For about a week, a 4-year-old girl had a nonpruritic rash that initially appeared on her legs and arms. Lesions then spread to her face, hands, and buttocks; the trunk was spared. About 2 weeks earlier, the child had had a viral illness that lasted a few days; since then she had been healthy.

These discrete, 2- to 5-mm, erythematous, symmetrically distributed papules are characteristic of Gianotti-Crosti syndrome or papular acrodermatitis of childhood. As in this patient, the rash usually involves the face, buttocks, and extensor surfaces as well as palms and soles, and spares the trunk, scalp, and mucous membranes.
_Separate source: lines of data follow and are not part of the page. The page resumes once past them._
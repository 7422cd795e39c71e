//! 挂载管理
//!
//! 文件系统驱动先通过 [`Vfs::load_fs`] 注册，之后才能被 [`Vfs::mount`] 按名字挂载。
//! 每次挂载分配一个新的匿名设备号，驱动据此返回根节点描述，VFS 再组装
//! [`SuperBlock`] 与 [`Mount`] 记录。
//!
//! 在已有根的情况下挂载到 "/" 不会卸载旧根：旧根被降级为以其驱动名命名的
//! 挂载点，挂到新根 Inode 的挂载列表下，于是原先的路径都可以经
//! `/<旧驱动名>/...` 继续访问。

use alloc::string::String;
use alloc::sync::{Arc, Weak};
use alloc::vec::Vec;
use core::fmt;

use sync::SpinLock;

use crate::config::MAX_DRIVERS;
use crate::path::{join_path, split_path};
use crate::tnode::ROOT_NAME;
use crate::{DevId, FsError, Inode, InodeDesc, InodeId, Tnode, Vfs};

/// 文件系统驱动
pub trait FsDriver: Send + Sync {
    /// 驱动名（挂载时的文件系统类型）
    fn name(&self) -> &'static str;

    /// 为设备 `device` 创建一个文件系统实例，返回其根目录描述
    ///
    /// `dev` 是 VFS 为这个实例分配的设备号。
    fn mount(&self, dev: DevId, device: &str) -> Result<InodeDesc, FsError>;
}

/// 每个已挂载文件系统实例一份：设备号与根 Tnode
pub struct SuperBlock {
    dev: DevId,
    root: Arc<Tnode>,
}

impl SuperBlock {
    /// 设备号
    pub fn dev(&self) -> DevId {
        self.dev
    }

    /// 根 Tnode
    pub fn root(&self) -> &Arc<Tnode> {
        &self.root
    }
}

/// 挂载记录
pub struct Mount {
    name: String,
    device: String,
    driver: Arc<dyn FsDriver>,
    sb: Arc<SuperBlock>,
    /// 逻辑父目录；只在根切换时被改写一次
    parent: SpinLock<Weak<Inode>>,
}

impl Mount {
    fn new(
        name: &str,
        device: &str,
        driver: Arc<dyn FsDriver>,
        sb: Arc<SuperBlock>,
        parent: Weak<Inode>,
    ) -> Self {
        Self {
            name: String::from(name),
            device: String::from(device),
            driver,
            sb,
            parent: SpinLock::new(parent),
        }
    }

    /// 挂载名（父目录下的路径组件）
    pub fn name(&self) -> &str {
        &self.name
    }

    /// 后备设备路径
    pub fn device(&self) -> &str {
        &self.device
    }

    /// 驱动
    pub fn driver(&self) -> &Arc<dyn FsDriver> {
        &self.driver
    }

    /// 文件系统类型名
    pub fn fs_type(&self) -> &'static str {
        self.driver.name()
    }

    /// 超级块
    pub fn superblock(&self) -> &Arc<SuperBlock> {
        &self.sb
    }

    /// 被挂载文件系统的根 Tnode
    pub fn root(&self) -> &Arc<Tnode> {
        &self.sb.root
    }

    /// 逻辑父 Inode
    pub fn parent(&self) -> Option<Arc<Inode>> {
        self.parent.lock().upgrade()
    }

    fn set_parent(&self, parent: Weak<Inode>) {
        *self.parent.lock() = parent;
    }
}

impl fmt::Debug for Mount {
    fn fmt(&self, f: &mut fmt::Formatter<'_>) -> fmt::Result {
        f.debug_struct("Mount")
            .field("name", &self.name)
            .field("device", &self.device)
            .field("fs_type", &self.fs_type())
            .field("dev", &self.sb.dev)
            .finish()
    }
}

/// 挂载信息（`/proc/mounts` 的一行）
#[derive(Debug, Clone, PartialEq, Eq)]
pub struct MountInfo {
    /// 挂载路径
    pub path: String,
    /// 后备设备
    pub device: String,
    /// 文件系统类型
    pub fs_type: &'static str,
    /// 设备号
    pub dev: DevId,
}

impl Vfs {
    /// 注册文件系统驱动
    pub fn load_fs(&self, driver: Arc<dyn FsDriver>) -> Result<(), FsError> {
        let mut drivers = self.drivers.write();
        if drivers.iter().any(|d| d.name() == driver.name()) {
            return Err(FsError::AlreadyExists);
        }
        if drivers.len() >= MAX_DRIVERS {
            return Err(FsError::NoSpace);
        }
        drivers.try_reserve(1)?;
        log::info!("vfs: registered filesystem driver {}", driver.name());
        drivers.push(driver);
        Ok(())
    }

    fn find_driver(&self, name: &str) -> Option<Arc<dyn FsDriver>> {
        self.drivers.read().iter().find(|d| d.name() == name).cloned()
    }

    /// 挂载 `fs_type` 类型的文件系统到 `target`
    pub fn mount(&self, device: &str, target: &str, fs_type: &str) -> Result<(), FsError> {
        let driver = self.find_driver(fs_type).ok_or(FsError::NoDevice)?;
        if target == ROOT_NAME {
            return self.mount_root(device, driver);
        }

        let (parent_path, name) = split_path(target)?;
        let parent = self.resolve(&parent_path)?;
        if !parent.inode().is_dir() {
            return Err(FsError::NotFound);
        }
        self.check_vacant(&parent, &name)?;

        let dev = self.alloc_dev();
        let desc = driver.mount(dev, device)?;
        let sb = self.build_superblock(dev, desc)?;
        sb.root.inode().set_parent(Arc::downgrade(&parent));

        let mount = Arc::new(Mount::new(
            &name,
            device,
            driver,
            sb.clone(),
            Arc::downgrade(parent.inode()),
        ));
        if let Err(e) = parent.inode().attach_mount(mount) {
            self.release(sb.root.inode());
            return Err(e);
        }
        log::info!("vfs: mounted {} ({}) at {} dev={:#x}", fs_type, device, target, dev);
        Ok(())
    }

    /// 挂载到 "/"，必要时降级旧根
    fn mount_root(&self, device: &str, driver: Arc<dyn FsDriver>) -> Result<(), FsError> {
        let dev = self.alloc_dev();
        let desc = driver.mount(dev, device)?;
        let sb = self.build_superblock(dev, desc)?;
        let fs_type = driver.name();
        let new_root = Arc::new(Mount::new(ROOT_NAME, device, driver, sb.clone(), Weak::new()));

        let mut slot = self.root.write();
        if let Some(old) = slot.as_ref() {
            let new_inode = sb.root.inode();
            let demoted = Arc::new(Mount::new(
                old.fs_type(),
                old.device(),
                old.driver.clone(),
                old.sb.clone(),
                Arc::downgrade(new_inode),
            ));
            if let Err(e) = new_inode.attach_mount(demoted) {
                drop(slot);
                self.release(new_inode);
                return Err(e);
            }

            let old_inode = old.root().inode();
            old_inode.set_parent(Arc::downgrade(&sb.root));
            for mount in old_inode.mounts() {
                mount.set_parent(Arc::downgrade(new_inode));
            }
            log::info!(
                "vfs: root swapped to {} ({}), previous root {} now at /{}",
                fs_type,
                device,
                old.fs_type(),
                old.fs_type()
            );
        } else {
            log::info!("vfs: mounted {} ({}) as root dev={:#x}", fs_type, device, dev);
        }
        *slot = Some(new_root);
        Ok(())
    }

    /// 由驱动的根描述组装超级块
    ///
    /// 根 Inode 的父引用先指向自己的 Tnode，挂到别处时由调用者改写。
    fn build_superblock(&self, dev: DevId, desc: InodeDesc) -> Result<Arc<SuperBlock>, FsError> {
        let id = InodeId::new(dev, desc.index);
        let inode = self.store.get_or_create(id, desc)?;
        inode.inc_ref();
        let root = Arc::new_cyclic(|this: &Weak<Tnode>| {
            inode.set_parent(this.clone());
            Tnode::new(String::from(ROOT_NAME), inode.clone())
        });
        Ok(Arc::new(SuperBlock { dev, root }))
    }

    /// 列出全部挂载，按目录树深度优先
    pub fn mounts(&self) -> Vec<MountInfo> {
        let mut out = Vec::new();
        if let Some(root) = self.root_mount() {
            out.push(MountInfo {
                path: String::from(ROOT_NAME),
                device: String::from(root.device()),
                fs_type: root.fs_type(),
                dev: root.sb.dev,
            });
            collect_mounts(root.root(), ROOT_NAME, &mut out);
        }
        out
    }
}

fn collect_mounts(dir: &Arc<Tnode>, path: &str, out: &mut Vec<MountInfo>) {
    let inode = dir.inode();
    for mount in inode.mounts() {
        let mount_path = join_path(path, mount.name());
        out.push(MountInfo {
            path: mount_path.clone(),
            device: String::from(mount.device()),
            fs_type: mount.fs_type(),
            dev: mount.sb.dev,
        });
        collect_mounts(mount.root(), &mount_path, out);
    }
    for child in inode.cached_children() {
        if child.inode().is_dir() {
            collect_mounts(&child, &join_path(path, child.name()), out);
        }
    }
}
//! 匿名管道

use alloc::sync::Arc;

use uapi::fcntl::OpenFlags;

use crate::{File, FsError, Vfs};

impl Vfs {
    /// 创建管道，返回 `(读端, 写端)`
    ///
    /// 两个 File 共享同一个匿名 Inode，并且是它仅有的两个所有者；
    /// 不产生任何 Tnode，也不出现在路径命名空间中。
    pub fn create_pipe(&self) -> Result<(Arc<File>, Arc<File>), FsError> {
        let (id, desc) = self.pipes.alloc();
        let inode = self.store.get_or_create(id, desc)?;

        let reader = self.open_inode(&inode, OpenFlags::O_RDONLY)?;
        let writer = match self.open_inode(&inode, OpenFlags::O_WRONLY) {
            Ok(writer) => writer,
            Err(e) => {
                self.close(&reader)?;
                return Err(e);
            }
        };
        log::debug!("vfs: created pipe {:?}", id);
        Ok((reader, writer))
    }
}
This benign, self-limited condition is thought to be a localized type IV hypersensitivity reaction to viral or bacterial antigens within the dermis.

First described as an epidemic exanthema with hepatitis B virus (HBV) infection, Gianotti-Crosti syndrome is currently associated with several infectious agents, including Epstein-Barr virus (EBV), Cytomegalovirus, respiratory syncytial virus, coxsackievirus, group A b-hemolytic streptococci, adenovirus, and mycoplasma, as well as live virus vaccines. The infectious agent varies by geographic region--eg, the syndrome is commonly associated with HBV in Japan and the Mediterranean and with EBV in the United States.

Gianotti-Crosti syndrome affects both sexes with equal frequency. The incidence peaks during early childhood. Children with the syndrome are generally asymptomatic. Hepatosplenomegaly and generalized lymphadenopathy are inconsistent findings. Typically, no laboratory studies are needed unless the child has hepatomegaly or jaundice, in which case one should check liver enzymes and various hepatitis virus serologies.

In most cases, no treatment is required. This patient's rash resolved spontaneously within 2 to 4 weeks. *